Monday, June 7, 2010

ME

I, as a person, am composite of three entities “mind”, “heart” and “me”. Most of the times these three entities conflict with each other. You must be quite bewildered with the above statement.
I just came to the above conclusion after going through an internal research in myself whenever I find myself in dilemma. It happens to me more frequently in the cases when I have specific task to complete and I find internal conflict in me. Most of the times it happens that my mind gets easily clear with my goals or tasks but this stupid heart comes with its totally contradicting view. My mind has hardcore understanding of any situation, it knows what it has to do, what I have to do. It’s most of the times coherent with me but suddenly comes the disapproval from my amateur heart. It just doesn’t understand the importance of the situation it just says “No, I want this way” and never tries to change it. After all it hurts the most not when we don’t get what our mind seeks but then, when heart’s wish doesn’t get accomplished.

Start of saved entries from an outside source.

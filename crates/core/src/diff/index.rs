//! Path indexing of contract documents

use super::compare::EntityKind;
use super::path::PathKey;
use crate::models::{Contract, Field, Model, QualityKind, QualityRule, Server, Terms};
use serde::{Serialize, Serializer};
use std::collections::{BTreeMap, HashMap};
use tracing::debug;

/// Borrowed reference to one addressable node of a contract
#[derive(Debug, Clone, Copy, PartialEq)]
pub enum Node<'a> {
    /// Contract identity and info block
    Info(&'a Contract),
    Terms(&'a Terms),
    Server(&'a Server),
    Model(&'a Model),
    Field(&'a Field),
    Quality(&'a QualityRule),
}

impl Node<'_> {
    pub fn entity_kind(&self) -> EntityKind {
        match self {
            Node::Info(_) | Node::Terms(_) => EntityKind::Metadata,
            Node::Server(_) => EntityKind::Server,
            Node::Model(_) => EntityKind::Model,
            Node::Field(_) => EntityKind::Field,
            Node::Quality(_) => EntityKind::QualityRule,
        }
    }

    /// Whether other nodes are indexed below this one
    pub fn has_children(&self) -> bool {
        matches!(self, Node::Model(_) | Node::Field(_))
    }
}

impl Serialize for Node<'_> {
    fn serialize<S: Serializer>(&self, serializer: S) -> Result<S::Ok, S::Error> {
        match self {
            Node::Info(contract) => contract.info.serialize(serializer),
            Node::Terms(terms) => terms.serialize(serializer),
            Node::Server(server) => server.serialize(serializer),
            Node::Model(model) => model.serialize(serializer),
            Node::Field(field) => field.serialize(serializer),
            Node::Quality(rule) => rule.serialize(serializer),
        }
    }
}

/// Ordered map from path key to node for one contract
#[derive(Debug, Clone, Default)]
pub struct ContractIndex<'a> {
    entries: BTreeMap<PathKey, Node<'a>>,
}

impl<'a> ContractIndex<'a> {
    /// Index every addressable node of a contract
    pub fn build(contract: &'a Contract) -> Self {
        let mut index = Self::default();

        index.insert(PathKey::root("info"), Node::Info(contract));
        if let Some(terms) = &contract.terms {
            index.insert(PathKey::root("terms"), Node::Terms(terms));
        }

        let servers = PathKey::root("servers");
        for server in &contract.servers {
            index.insert(servers.child(&server.name), Node::Server(server));
        }

        let models = PathKey::root("models");
        for model in &contract.models {
            let model_key = models.child(&model.name);
            index.index_fields(&model_key, &model.fields);
            index.index_quality(model_key.child("quality"), &model.quality);
            index.insert(model_key, Node::Model(model));
        }

        index.index_quality(PathKey::root("quality"), &contract.quality);

        debug!("Indexed contract '{}': {} nodes", contract.id, index.len());
        index
    }

    fn insert(&mut self, key: PathKey, node: Node<'a>) {
        if let Some(previous) = self.entries.insert(key.clone(), node) {
            // names are unique per scope after loading; contracts built in
            // code can still collide
            debug!("Path {} indexed twice, replacing {:?}", key, previous.entity_kind());
        }
    }

    fn index_fields(&mut self, parent: &PathKey, fields: &'a [Field]) {
        let scope = parent.child("fields");
        for field in fields {
            let key = scope.child(&field.name);
            self.index_fields(&key, field.nested_fields());
            self.index_quality(key.child("quality"), &field.quality);
            self.insert(key, Node::Field(field));
        }
    }

    /// Named rules are keyed by name, unnamed ones by kind and ordinal
    fn index_quality(&mut self, scope: PathKey, rules: &'a [QualityRule]) {
        let mut ordinals: HashMap<QualityKind, usize> = HashMap::new();
        for rule in rules {
            let key = match &rule.name {
                Some(name) => scope.child(name),
                None => {
                    let ordinal = ordinals.entry(rule.kind).or_insert(0);
                    let key = scope.child(rule.kind.as_str()).child(ordinal.to_string());
                    *ordinal += 1;
                    key
                }
            };
            self.insert(key, Node::Quality(rule));
        }
    }

    pub fn get(&self, key: &PathKey) -> Option<Node<'a>> {
        self.entries.get(key).copied()
    }

    pub fn contains(&self, key: &PathKey) -> bool {
        self.entries.contains_key(key)
    }

    pub fn keys(&self) -> impl Iterator<Item = &PathKey> {
        self.entries.keys()
    }

    pub fn iter(&self) -> impl Iterator<Item = (&PathKey, &Node<'a>)> {
        self.entries.iter()
    }

    pub fn len(&self) -> usize {
        self.entries.len()
    }

    pub fn is_empty(&self) -> bool {
        self.entries.is_empty()
    }
}
//! Validation functionality
//!
//! Provides structural lint for loaded contracts:
//! - Foreign key pointer format and resolution
//! - Pattern compilation and bound sanity
//! - Primary key declarations and quality thresholds

pub mod contract;

pub use contract::{ContractValidationResult, ContractValidator, LintFinding, LintLevel};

In spite of tremendous efforts I am still not able to change my “heart” and thus every time give-up for it. Actually I would be more happy when my mind leads me because it is best in me and it knows me the best but I am deprived of a matured heart which would have  understood the situation better and accepted them with ease and for which there would not have been any sacrifices from mind. The most satisfaction is achieved on the completion of those tasks which was accomplished with the coherent wishes of all three. 22 years gone of my life but still waiting for the metamorphism to take place and I don’t know still how many years I have to wait for it.
I care for my heart and just want it to understand the situation and accept them happily when they are not according to its wish and just go on in life pleased with every moment.